Balla Moussa Konaté: Je ne saurai attribuer des responsabilités individuelles dans ce genre de jugement. Pour moi, notre réussite dans le secteur routier doit procéder des efforts conjugués de tous les acteurs impliqués, chacun en ce qui le concerne. Dans cette synergie d’action, tous les maillons de la chaîne des valeurs sont incontournables.

Émergence : Avec la transition en cours, est-il possible d’engager des travaux d’envergure dans le domaine routier ?

Balla Moussa Konaté: Cette question ne relève pas de ma compétence. À mon avis, à part l’achèvement des chantiers d’utilité avérée en cours, à tout moment notre préoccupation doit consister en la consolidation du bon état de l’ensemble de nos infrastructures routières et le freinage de la dégradation de celles qui ne sont pas beaucoup entamées encore. Dans l’ordre prioritaire, les routes nationales doivent être la priorité de nos autorités, ensuite la voirie urbaine dans tout le grand Conakry, puis les routes rurales et enfin la voirie urbaine dans certaines villes du pays suivant les possibilités.

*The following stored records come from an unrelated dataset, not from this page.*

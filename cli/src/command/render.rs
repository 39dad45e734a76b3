use anyhow::Result;
use clap::Parser;
use colored::Colorize;
use namedsql::{Config, Placeholder};

use crate::command::BindArgs;

/// Print the rewritten query and its positional arguments, without touching a database.
#[derive(Parser, Debug)]
pub struct Render {
    /// The query, with :name placeholders.
    template: String,

    #[command(flatten)]
    bind: BindArgs,
}

impl Render {
    pub fn run(self, config: &Config) -> Result<()> {
        let config = self.bind.apply(config);
        let prepared = config.binder().prepare(&self.template, self.bind.params())?;
        println!("{}", prepared.sql);
        for line in legend(config.placeholder, &prepared.args) {
            println!("{}", line.dimmed());
        }
        Ok(())
    }
}

/// One `-- <token> = <value>` comment line per positional argument.
fn legend(placeholder: Placeholder, args: &[String]) -> Vec<String> {
    args.iter()
        .enumerate()
        .map(|(i, arg)| format!("-- {} = {:?}", placeholder.token(i + 1), arg))
        .collect()
}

Émergence : Quel rôle que doivent jouer des techniciens de votre trempe, à l’occasion de cette transition pour repenser cette situation sur nos routes ?

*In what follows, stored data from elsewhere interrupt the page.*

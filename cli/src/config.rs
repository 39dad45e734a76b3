use anyhow::{Context, Result as AnyResult};
use std::{fs::File, io::Read, path::Path, path::PathBuf};
pub use namedsql_core::config::Config;

static CONFIG_REL_PATHS: [&str; 2] = [".namedsql/config.toml", ".namedsql.toml"];

fn search_dirs() -> Vec<PathBuf> {
    let mut search = vec![PathBuf::from("."), PathBuf::from("..")];
    search.extend(dirs::config_dir());
    search.extend(dirs::home_dir());
    search
}

/// The first config file found, with environment overrides applied on top.
pub fn load_config() -> AnyResult<Config> {
    for dir in search_dirs() {
        for rel_path in &CONFIG_REL_PATHS {
            let path = dir.join(rel_path);
            if path.exists() {
                tracing::debug!(path = %path.display(), "loading config");
                return Ok(read(&path)?.with_env()?);
            }
        }
    }
    Ok(Config::from_env()?)
}

pub fn read(path: impl AsRef<Path>) -> AnyResult<Config> {
    let path = path.as_ref();
    let mut file = File::open(path)?;
    let mut buf = String::new();
    file.read_to_string(&mut buf)?;
    parse(&buf).with_context(|| format!("invalid config file {}", path.display()))
}

fn parse(buf: &str) -> AnyResult<Config> {
    let config: Config = toml::from_str(buf)?;
    Ok(config)
}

Balla Moussa Konaté: À mon humble avis, pendant cette Transition, les nouvelles autorités doivent promouvoir l’excellence dans tous les domaines. Non seulement le résultat sera concluant, mais également cette façon de faire apparaitra la meilleure boussole pour la jeunesse en vue du développement intégral de notre pays. Bien entendu, la contribution des bons techniciens pourrait permettra à la Guinée de mieux rationaliser ses investissements dans le domaine des routes.

Émergence : Le dossier EBOMAF cristallise le débat ces derniers temps en Guinée. Que vous inspire ce dossier ?

Balla Moussa Konaté: Le dossier dit EBOMAF est une affaire à examiner avec beaucoup d’attention. Avec la récente sortie médiatique du patron de l’entreprise EBOMAF, qui a mis le feu aux poudres dans cette affaire qui sommeillait. À mon avis le PDG d’EBOMAF s’est rendu coupable d’une grosse maladresse dans sa manière de communiquer alors que sur le terrain le constat est amer en terme du volume et de la qualité des travaux réalisés, particulièrement du côté du tronçon Kankan-Kissidougou. Pour le moment ce dossier si rocambolesque soit-il, n’est débattu que dans les médias de notre pays.

Émergence: Votre mot de la fin ?

Balla Moussa Konaté: Pour moi, le bonheur se construit comme un édifice. Ensemble, œuvrons inlassablement pour le bonheur et la grandeur de la Guinée.